Goal of the exercise
Look through the material below and report every line that includes "from".
*** Input for this task ***
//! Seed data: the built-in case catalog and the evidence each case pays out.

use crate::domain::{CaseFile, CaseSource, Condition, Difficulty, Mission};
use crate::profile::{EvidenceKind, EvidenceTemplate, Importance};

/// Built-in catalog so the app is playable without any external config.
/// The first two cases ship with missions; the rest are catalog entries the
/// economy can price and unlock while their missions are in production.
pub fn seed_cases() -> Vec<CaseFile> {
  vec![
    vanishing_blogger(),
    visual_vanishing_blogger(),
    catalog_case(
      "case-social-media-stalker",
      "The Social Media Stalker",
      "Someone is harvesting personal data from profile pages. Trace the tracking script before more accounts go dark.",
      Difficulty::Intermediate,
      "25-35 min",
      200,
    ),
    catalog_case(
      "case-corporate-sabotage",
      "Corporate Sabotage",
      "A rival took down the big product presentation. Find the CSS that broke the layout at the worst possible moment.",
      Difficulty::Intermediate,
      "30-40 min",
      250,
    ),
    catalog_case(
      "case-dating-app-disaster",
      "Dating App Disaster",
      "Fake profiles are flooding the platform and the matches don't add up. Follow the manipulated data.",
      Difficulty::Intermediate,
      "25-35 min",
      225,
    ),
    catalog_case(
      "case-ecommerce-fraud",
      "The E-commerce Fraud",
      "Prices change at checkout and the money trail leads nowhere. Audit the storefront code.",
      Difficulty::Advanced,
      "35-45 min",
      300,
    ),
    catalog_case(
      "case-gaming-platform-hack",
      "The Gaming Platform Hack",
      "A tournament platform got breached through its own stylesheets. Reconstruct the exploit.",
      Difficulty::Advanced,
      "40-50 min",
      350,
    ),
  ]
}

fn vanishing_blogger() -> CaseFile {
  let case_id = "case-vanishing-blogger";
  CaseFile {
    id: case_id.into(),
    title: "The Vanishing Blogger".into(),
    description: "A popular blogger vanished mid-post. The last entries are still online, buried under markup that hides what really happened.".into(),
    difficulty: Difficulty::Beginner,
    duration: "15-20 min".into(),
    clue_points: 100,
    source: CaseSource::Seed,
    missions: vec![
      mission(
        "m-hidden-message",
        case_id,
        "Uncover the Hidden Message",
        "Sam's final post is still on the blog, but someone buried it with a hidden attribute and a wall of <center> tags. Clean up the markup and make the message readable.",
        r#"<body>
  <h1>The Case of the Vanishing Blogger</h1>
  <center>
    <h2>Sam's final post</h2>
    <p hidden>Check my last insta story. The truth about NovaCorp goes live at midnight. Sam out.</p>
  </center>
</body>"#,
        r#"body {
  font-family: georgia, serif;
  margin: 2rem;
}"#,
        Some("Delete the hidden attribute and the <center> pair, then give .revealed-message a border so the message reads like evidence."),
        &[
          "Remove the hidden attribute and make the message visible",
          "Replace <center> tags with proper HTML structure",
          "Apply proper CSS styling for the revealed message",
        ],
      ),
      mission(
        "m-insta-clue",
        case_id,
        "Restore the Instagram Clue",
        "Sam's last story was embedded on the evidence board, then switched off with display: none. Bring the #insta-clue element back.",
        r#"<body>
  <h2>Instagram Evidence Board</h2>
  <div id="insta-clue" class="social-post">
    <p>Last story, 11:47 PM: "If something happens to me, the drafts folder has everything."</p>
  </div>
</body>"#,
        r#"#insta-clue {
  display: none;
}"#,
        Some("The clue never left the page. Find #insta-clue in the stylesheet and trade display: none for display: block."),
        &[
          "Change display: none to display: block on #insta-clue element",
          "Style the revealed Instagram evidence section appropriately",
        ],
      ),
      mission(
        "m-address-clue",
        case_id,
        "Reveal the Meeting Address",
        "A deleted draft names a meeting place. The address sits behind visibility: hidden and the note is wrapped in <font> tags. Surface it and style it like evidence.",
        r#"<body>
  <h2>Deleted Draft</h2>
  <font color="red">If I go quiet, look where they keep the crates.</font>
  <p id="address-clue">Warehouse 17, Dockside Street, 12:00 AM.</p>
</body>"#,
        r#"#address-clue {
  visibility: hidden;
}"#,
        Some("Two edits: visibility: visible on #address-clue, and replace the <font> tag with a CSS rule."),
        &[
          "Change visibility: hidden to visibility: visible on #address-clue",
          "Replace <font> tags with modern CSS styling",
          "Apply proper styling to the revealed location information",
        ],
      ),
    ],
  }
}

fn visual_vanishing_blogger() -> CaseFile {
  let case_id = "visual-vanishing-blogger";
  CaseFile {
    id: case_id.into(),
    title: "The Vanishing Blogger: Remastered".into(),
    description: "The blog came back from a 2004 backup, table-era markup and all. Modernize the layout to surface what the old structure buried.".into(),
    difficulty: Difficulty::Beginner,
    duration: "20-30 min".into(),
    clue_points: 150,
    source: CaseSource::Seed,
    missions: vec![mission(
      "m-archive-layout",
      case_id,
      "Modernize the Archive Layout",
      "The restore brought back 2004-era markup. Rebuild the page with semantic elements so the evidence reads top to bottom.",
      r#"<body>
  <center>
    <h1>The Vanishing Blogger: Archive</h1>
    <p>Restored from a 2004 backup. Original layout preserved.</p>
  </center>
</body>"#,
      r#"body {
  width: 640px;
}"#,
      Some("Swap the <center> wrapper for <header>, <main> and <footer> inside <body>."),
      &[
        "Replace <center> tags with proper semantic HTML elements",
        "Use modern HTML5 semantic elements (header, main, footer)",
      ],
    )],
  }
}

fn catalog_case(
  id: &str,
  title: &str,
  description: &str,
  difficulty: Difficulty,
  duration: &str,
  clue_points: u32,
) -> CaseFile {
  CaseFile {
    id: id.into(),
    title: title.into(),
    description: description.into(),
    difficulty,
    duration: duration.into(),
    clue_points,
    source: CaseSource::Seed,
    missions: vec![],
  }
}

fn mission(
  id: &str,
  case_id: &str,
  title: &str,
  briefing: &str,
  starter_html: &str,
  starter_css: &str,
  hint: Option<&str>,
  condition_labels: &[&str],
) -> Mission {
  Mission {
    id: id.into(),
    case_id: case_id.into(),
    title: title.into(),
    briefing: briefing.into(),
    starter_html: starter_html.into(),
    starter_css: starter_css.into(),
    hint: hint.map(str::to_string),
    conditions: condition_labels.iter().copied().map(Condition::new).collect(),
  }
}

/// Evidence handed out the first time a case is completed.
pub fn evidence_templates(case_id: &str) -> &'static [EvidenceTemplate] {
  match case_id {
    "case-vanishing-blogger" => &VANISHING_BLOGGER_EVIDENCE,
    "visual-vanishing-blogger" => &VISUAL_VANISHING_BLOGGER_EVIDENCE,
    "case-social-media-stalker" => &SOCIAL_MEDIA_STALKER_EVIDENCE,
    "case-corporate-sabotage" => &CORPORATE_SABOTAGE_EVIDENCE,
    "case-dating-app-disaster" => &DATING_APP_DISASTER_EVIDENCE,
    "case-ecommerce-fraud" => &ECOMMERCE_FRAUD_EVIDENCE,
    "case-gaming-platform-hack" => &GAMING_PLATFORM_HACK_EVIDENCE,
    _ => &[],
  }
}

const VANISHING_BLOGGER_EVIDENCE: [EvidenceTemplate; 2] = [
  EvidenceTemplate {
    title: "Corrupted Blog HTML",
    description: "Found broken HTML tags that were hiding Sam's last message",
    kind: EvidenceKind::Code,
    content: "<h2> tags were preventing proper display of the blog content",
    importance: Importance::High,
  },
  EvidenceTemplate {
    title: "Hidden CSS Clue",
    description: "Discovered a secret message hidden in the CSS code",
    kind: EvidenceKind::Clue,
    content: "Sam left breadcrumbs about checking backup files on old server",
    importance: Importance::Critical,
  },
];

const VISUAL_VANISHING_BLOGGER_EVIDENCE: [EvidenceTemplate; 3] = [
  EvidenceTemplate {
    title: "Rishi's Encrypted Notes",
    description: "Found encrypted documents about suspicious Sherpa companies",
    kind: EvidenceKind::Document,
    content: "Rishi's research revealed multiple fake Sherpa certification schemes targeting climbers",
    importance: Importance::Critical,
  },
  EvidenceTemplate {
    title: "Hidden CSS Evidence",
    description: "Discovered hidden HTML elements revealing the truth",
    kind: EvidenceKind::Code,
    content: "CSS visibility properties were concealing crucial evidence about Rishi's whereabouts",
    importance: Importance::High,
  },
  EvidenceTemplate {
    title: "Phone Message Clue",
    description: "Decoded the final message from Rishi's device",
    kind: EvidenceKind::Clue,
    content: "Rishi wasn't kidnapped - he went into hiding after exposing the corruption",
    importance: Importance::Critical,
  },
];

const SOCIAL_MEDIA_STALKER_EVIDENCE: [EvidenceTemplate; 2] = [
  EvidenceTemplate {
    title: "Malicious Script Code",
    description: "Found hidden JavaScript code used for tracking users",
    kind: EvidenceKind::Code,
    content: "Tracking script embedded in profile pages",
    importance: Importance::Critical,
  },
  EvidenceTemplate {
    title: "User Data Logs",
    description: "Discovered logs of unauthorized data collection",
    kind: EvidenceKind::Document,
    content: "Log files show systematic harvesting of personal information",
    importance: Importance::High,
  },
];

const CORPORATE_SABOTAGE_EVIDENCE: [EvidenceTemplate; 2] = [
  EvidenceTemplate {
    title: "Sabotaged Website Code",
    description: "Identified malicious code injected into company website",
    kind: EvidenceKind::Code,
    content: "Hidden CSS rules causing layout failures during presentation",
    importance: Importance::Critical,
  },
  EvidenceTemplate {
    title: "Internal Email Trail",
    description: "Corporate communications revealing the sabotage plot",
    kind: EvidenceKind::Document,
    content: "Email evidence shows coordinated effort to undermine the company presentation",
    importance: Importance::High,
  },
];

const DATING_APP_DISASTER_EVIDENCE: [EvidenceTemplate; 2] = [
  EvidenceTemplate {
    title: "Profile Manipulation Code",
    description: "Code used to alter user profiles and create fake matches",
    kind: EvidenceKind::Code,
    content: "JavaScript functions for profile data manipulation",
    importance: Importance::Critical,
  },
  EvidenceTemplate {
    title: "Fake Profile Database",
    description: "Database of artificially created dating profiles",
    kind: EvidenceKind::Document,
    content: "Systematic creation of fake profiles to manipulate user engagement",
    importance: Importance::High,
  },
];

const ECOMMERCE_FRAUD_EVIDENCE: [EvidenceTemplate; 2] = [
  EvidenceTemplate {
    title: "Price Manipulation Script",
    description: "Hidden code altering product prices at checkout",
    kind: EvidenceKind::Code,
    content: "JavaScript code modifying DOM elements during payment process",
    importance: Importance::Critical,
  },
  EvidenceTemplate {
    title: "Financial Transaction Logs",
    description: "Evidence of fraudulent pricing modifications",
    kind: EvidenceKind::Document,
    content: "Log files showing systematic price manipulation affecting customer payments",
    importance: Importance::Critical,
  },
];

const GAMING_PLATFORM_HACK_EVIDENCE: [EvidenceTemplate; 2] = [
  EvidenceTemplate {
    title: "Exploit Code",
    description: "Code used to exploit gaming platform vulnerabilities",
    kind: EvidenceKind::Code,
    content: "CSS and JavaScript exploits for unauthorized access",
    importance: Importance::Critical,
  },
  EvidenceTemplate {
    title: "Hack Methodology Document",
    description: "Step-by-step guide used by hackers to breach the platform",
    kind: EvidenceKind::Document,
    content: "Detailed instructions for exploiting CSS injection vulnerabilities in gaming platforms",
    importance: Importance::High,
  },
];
*** End of Input for this task ***
Answer for this exercise
      "Someone is harvesting personal data from profile pages. Trace the tracking script before more accounts go dark.",
    description: "The blog came back from a 2004 backup, table-era markup and all. Modernize the layout to surface what the old structure buried.".into(),
    <p>Restored from a 2004 backup. Original layout preserved.</p>
    description: "Decoded the final message from Rishi's device",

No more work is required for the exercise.